Neethaane En Ponvasantham () is a 2012 Indian Tamil-language romantic drama film co written, co produced and directed by Gautham Vasudev Menon, starring Jiiva and Samantha. This film is shot simultaneously in Telugu, Yeto Vellipoyindhi Manasu, with Nani replacing Jiiva, while the team also briefly filmed an incomplete Hindi version (Assi Nabbe Poorey Sau) with Aditya Roy Kapoor, with Samantha playing the leading female role in all three versions. The film is based on a story written by Reshma Ghatala, who produced the film alongside Elred Kumar, Venkat Somasundaram and Menon. The cinematography was handled by M. S. Prabhu and Om Prakash. The film's background score and soundtrack were composed by Ilaiyaraaja which went on to become a chartbuster, and the soundtrack album sold a record 8.5 million units through various platforms on its release.

Neethaane En Ponvasantham tells the love story of Varun (Jiiva) and Nithya (Samantha) through three stages of their life; their school days, college life and then in their late twenties. The film was released on 14 December 2012, receiving positive to mixed reviews from critics, before enduring a good run at the box office.

The film was praised for its ravishing music and the chemistry between the lead actors; Jiiva and Samantha were appreciated for their performances, although the film's screenplay was criticised. At the end of its theatrical run Neethane En Ponvasantham received a number of awards, including the Filmfare Award for Best Tamil Actress for Samantha.

Story

Varun and Nithya were childhood friends who were misunderstood by each other. Later they unite each other during school after having a good conversation. And varun joins nithya's school to be with her. But this was not the result. Nithya was close to Deepak, a classmate, which made Varun angry about that and they fought again. Finally, they became enemies. During a college festival, Varun again falls in love with Nithya by admiring her performances and beauty in the culturals. Nithya and Varun talk again and both fall in love. One day, when the two are sitting in a car on a rainy day, Nithya proposes to Varun. The love between them strengthens until when Varun's father tells him to finish the CAT exams for a better future. Varun doesn't talk as much as he used to with Nithya, due to the amount of revision he does for the CAT. Varun gets a seat in college at Kerala. Nithya asks Varun whether she can also come with him. But Varun does not encourage this, as he thought she must not be jobless by coming with him for no reason, which causes another fight between the pair.

Years later, Varun searches for Nithya, with the assistance of his friends. He finds Nithya is at Manapad, a village in Tamil Nadu and goes there.
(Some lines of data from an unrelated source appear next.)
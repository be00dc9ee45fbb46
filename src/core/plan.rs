//! Distribution plan data model
//!
//! Everything here is plain data: a plan is built fresh for every call and
//! handed to the caller, who turns each [`DiskPlan`] into one disk image.

use serde::{Deserialize, Serialize};

/// A file available for placement
#[derive(Debug, Clone, PartialEq, Eq, Hash, Serialize, Deserialize)]
pub struct CandidateFile {
    pub name: String,
    pub size: u64,
}

impl CandidateFile {
    pub fn new(name: impl Into<String>, size: u64) -> Self {
        CandidateFile {
            name: name.into(),
            size,
        }
    }
}

/// One entry written to a target disk
#[derive(Debug, Clone, PartialEq, Eq, Serialize, Deserialize)]
#[serde(tag = "kind", rename_all = "snake_case")]
pub enum FileOperation {
    /// The whole source file, copied verbatim
    WholeFile { source: String, output_name: String },

    /// `length` bytes of the source starting at byte `start`
    RangeChunk {
        source: String,
        start: u64,
        length: u64,
        output_name: String,
    },
}

impl FileOperation {
    pub fn source_name(&self) -> &str {
        match self {
            FileOperation::WholeFile { source, .. } | FileOperation::RangeChunk { source, .. } => {
                source
            }
        }
    }

    pub fn output_name(&self) -> &str {
        match self {
            FileOperation::WholeFile { output_name, .. }
            | FileOperation::RangeChunk { output_name, .. } => output_name,
        }
    }

    /// Byte offset into the source, for chunks only
    pub fn start(&self) -> Option<u64> {
        match self {
            FileOperation::RangeChunk { start, .. } => Some(*start),
            FileOperation::WholeFile { .. } => None,
        }
    }

    /// Number of bytes read from `start`, for chunks only
    pub fn length(&self) -> Option<u64> {
        match self {
            FileOperation::RangeChunk { length, .. } => Some(*length),
            FileOperation::WholeFile { .. } => None,
        }
    }

    pub fn is_chunk(&self) -> bool {
        matches!(self, FileOperation::RangeChunk { .. })
    }
}

/// Operations slated for one disk image, in insertion order
#[derive(Debug, Clone, Default, PartialEq, Eq, Serialize, Deserialize)]
#[serde(transparent)]
pub struct DiskPlan {
    operations: Vec<FileOperation>,
}

impl DiskPlan {
    pub fn new() -> Self {
        Self::default()
    }

    pub fn push(&mut self, operation: FileOperation) {
        self.operations.push(operation);
    }

    pub fn operations(&self) -> &[FileOperation] {
        &self.operations
    }

    pub fn len(&self) -> usize {
        self.operations.len()
    }

    pub fn is_empty(&self) -> bool {
        self.operations.is_empty()
    }

    /// True for a disk holding a piece of a split file
    pub fn is_split(&self) -> bool {
        self.operations.iter().any(FileOperation::is_chunk)
    }

    pub fn iter(&self) -> std::slice::Iter<'_, FileOperation> {
        self.operations.iter()
    }
}

impl From<Vec<FileOperation>> for DiskPlan {
    fn from(operations: Vec<FileOperation>) -> Self {
        DiskPlan { operations }
    }
}

impl<'a> IntoIterator for &'a DiskPlan {
    type Item = &'a FileOperation;
    type IntoIter = std::slice::Iter<'a, FileOperation>;

    fn into_iter(self) -> Self::IntoIter {
        self.operations.iter()
    }
}

/// Disk plans in creation order
#[derive(Debug, Clone, Default, PartialEq, Eq, Serialize, Deserialize)]
#[serde(transparent)]
pub struct DistributionResult {
    disks: Vec<DiskPlan>,
}

impl DistributionResult {
    pub fn new(disks: Vec<DiskPlan>) -> Self {
        DistributionResult { disks }
    }

    pub fn disks(&self) -> &[DiskPlan] {
        &self.disks
    }

    pub fn disk_count(&self) -> usize {
        self.disks.len()
    }

    pub fn is_empty(&self) -> bool {
        self.disks.is_empty()
    }

    /// Total number of operations over all disks
    pub fn operation_count(&self) -> usize {
        self.disks.iter().map(DiskPlan::len).sum()
    }

    pub fn iter(&self) -> std::slice::Iter<'_, DiskPlan> {
        self.disks.iter()
    }
}

impl<'a> IntoIterator for &'a DistributionResult {
    type Item = &'a DiskPlan;
    type IntoIter = std::slice::Iter<'a, DiskPlan>;

    fn into_iter(self) -> Self::IntoIter {
        self.disks.iter()
    }
}
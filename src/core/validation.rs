//! Validation for candidate lists, disk labels and disk image names
//!
//! The allocator itself accepts anything; these checks run in front of it
//! (candidates) and behind it (output name conflicts) when a caller wants a
//! plan that the disk-image service will accept.

use crate::error::{PlanError, Result};
use crate::plan::{CandidateFile, DistributionResult};
use regex::Regex;
use std::collections::HashSet;

/// AmigaDOS reserves `:` (volume) and `/` (directory) in names
const LABEL_PATTERN: &str = r"^[^:/]+$";

/// Reject empty and repeated candidate names
///
/// Zero-byte files are accepted; they are packed like any other file.
pub fn validate_candidates(files: &[CandidateFile]) -> Result<()> {
    let mut seen = HashSet::with_capacity(files.len());

    for (index, file) in files.iter().enumerate() {
        if file.name.is_empty() {
            return Err(PlanError::EmptyName { index });
        }
        if !seen.insert(file.name.as_str()) {
            return Err(PlanError::DuplicateName(file.name.clone()));
        }
    }

    Ok(())
}

/// Validate a disk label against the FFS limits
///
/// # Examples
///
/// ```
/// use adf_distribute::validation::validate_label;
///
/// assert!(validate_label("Workbench", 30).is_ok());
/// assert!(validate_label("", 30).is_err());
/// assert!(validate_label("DF0:", 30).is_err());
/// ```
pub fn validate_label(label: &str, max_chars: usize) -> Result<()> {
    if label.is_empty() {
        return Err(PlanError::InvalidLabel(
            "label cannot be empty".to_string(),
        ));
    }

    let length = label.chars().count();
    if length > max_chars {
        return Err(PlanError::InvalidLabel(format!(
            "label length exceeds limit; max {}, is {}",
            max_chars, length
        )));
    }

    let re = Regex::new(LABEL_PATTERN).map_err(|e| PlanError::InvalidLabel(e.to_string()))?;
    if !re.is_match(label) {
        return Err(PlanError::InvalidLabel(format!(
            "label '{}' cannot contain ':' or '/'",
            label
        )));
    }

    Ok(())
}

/// Validate the base file name of a disk image
pub fn validate_disk_name(name: &str) -> Result<()> {
    if name.is_empty() {
        return Err(PlanError::InvalidDiskName(
            "name cannot be empty".to_string(),
        ));
    }

    if name == "." || name == ".." {
        return Err(PlanError::InvalidDiskName(format!(
            "'{}' is not a file name",
            name
        )));
    }

    if name.contains(['/', '\\', '\0']) {
        return Err(PlanError::InvalidDiskName(format!(
            "'{}' cannot contain path separators",
            name
        )));
    }

    Ok(())
}

/// Reject disks on which two operations would write the same name
///
/// FFS compares names case-insensitively. Two long names sharing a prefix
/// can collide once truncated.
pub fn check_output_names(result: &DistributionResult) -> Result<()> {
    for (disk, plan) in result.iter().enumerate() {
        let mut seen = HashSet::with_capacity(plan.len());
        for operation in plan {
            if !seen.insert(operation.output_name().to_lowercase()) {
                return Err(PlanError::OutputNameConflict {
                    disk,
                    name: operation.output_name().to_string(),
                });
            }
        }
    }

    Ok(())
}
He professes his love to Nithya, but she rejects and scolds him. They break up again after the row. Varun has a marriage fixed for him and Nithya is sad as she scolded Varun in anger. The day before Varun's marriage, Nithya and Varun share their thoughts. After that, Varun's dad talks to him about Nithya, noting his infatuation with her and urging him to make the right decision. The next morning, Varun stops his marriage and tells Nithya's father about their romance. The film ends, showing Varun and Nithya had fought and united and lived happily as a family.

Cast

 Jiiva as Varun Krishnan
Manav as Young Varun
 Samantha Ruth Prabhu as Nithya Vasudevan
Khushi Jain as Young Nithya
 Ravi Prakash as Harish
Saran Shakthi as Young Harish
 Santhanam as Prakash
 Vidyullekha Raman as Jenny
 Ravi Raghavendra as Krishnan
 Sriranjani as Nithya's mother
 Anupama Kumar as Varun's mother
 Christine Thambuswamy as Vidya Vasudevan
 Abhilash Babu as Deepak
 Abhishek Jain
 Arjun Rajkumar
 Rajkumar Pichumani as Varun's friend 
 Ashwathy Ravikumar as Radhika
 Dhanya Balakrishna as Nithya's friend
 Kavita Srinivasan
 Kota Prasanth
 Preethi Rajendran
 Rajesh Trakkia
 Sahithya Jagannathan as Nithya's friend
 Shriya Sharma as Kavya Vasudevan
 Swetha Shekhar
 Vaidyanathan
 Vetri
 Vivek Pathak
 Nani as a train passenger (special appearance in "Kaatrai Konjam")
 VTV Ganesh as Ganesh (special appearance)
 Sathish Krishnan as a dancer at Vidya's wedding (special appearance)

Production

Development
After agreeing terms with RS Infotainment to direct their next venture, Gautham Menon co-wrote a screenplay based on a story by Reshma Ghatala. The director then met Jiiva to discuss a potential collaboration in May 2011 for his next venture, which would begin following the completion of his current project Ekk Deewana Tha. Menon then cast Jiiva in the Tamil version of a bilingual film that he had originally planned to make featuring Ram and Samantha. Film editor Anthony, cinematographer Manoj Paramahamsa and composer A. R. Rahman were all touted to be a part of the film; however M. S. Prabhu replaced Paramahamsa and in December 2011 sources indicated that Rahman too would probably not work for this film, owing to his other commitments. Reports subsequently suggested that Harris Jayaraj may work with Menon again, but the composer dismissed those few days later. Menon clarified that he never announced any music director for the film and that he wanted to keep it as a surprise. In late January 2012, Ilaiyaraaja confirmed that he would be working with Gautham Menon.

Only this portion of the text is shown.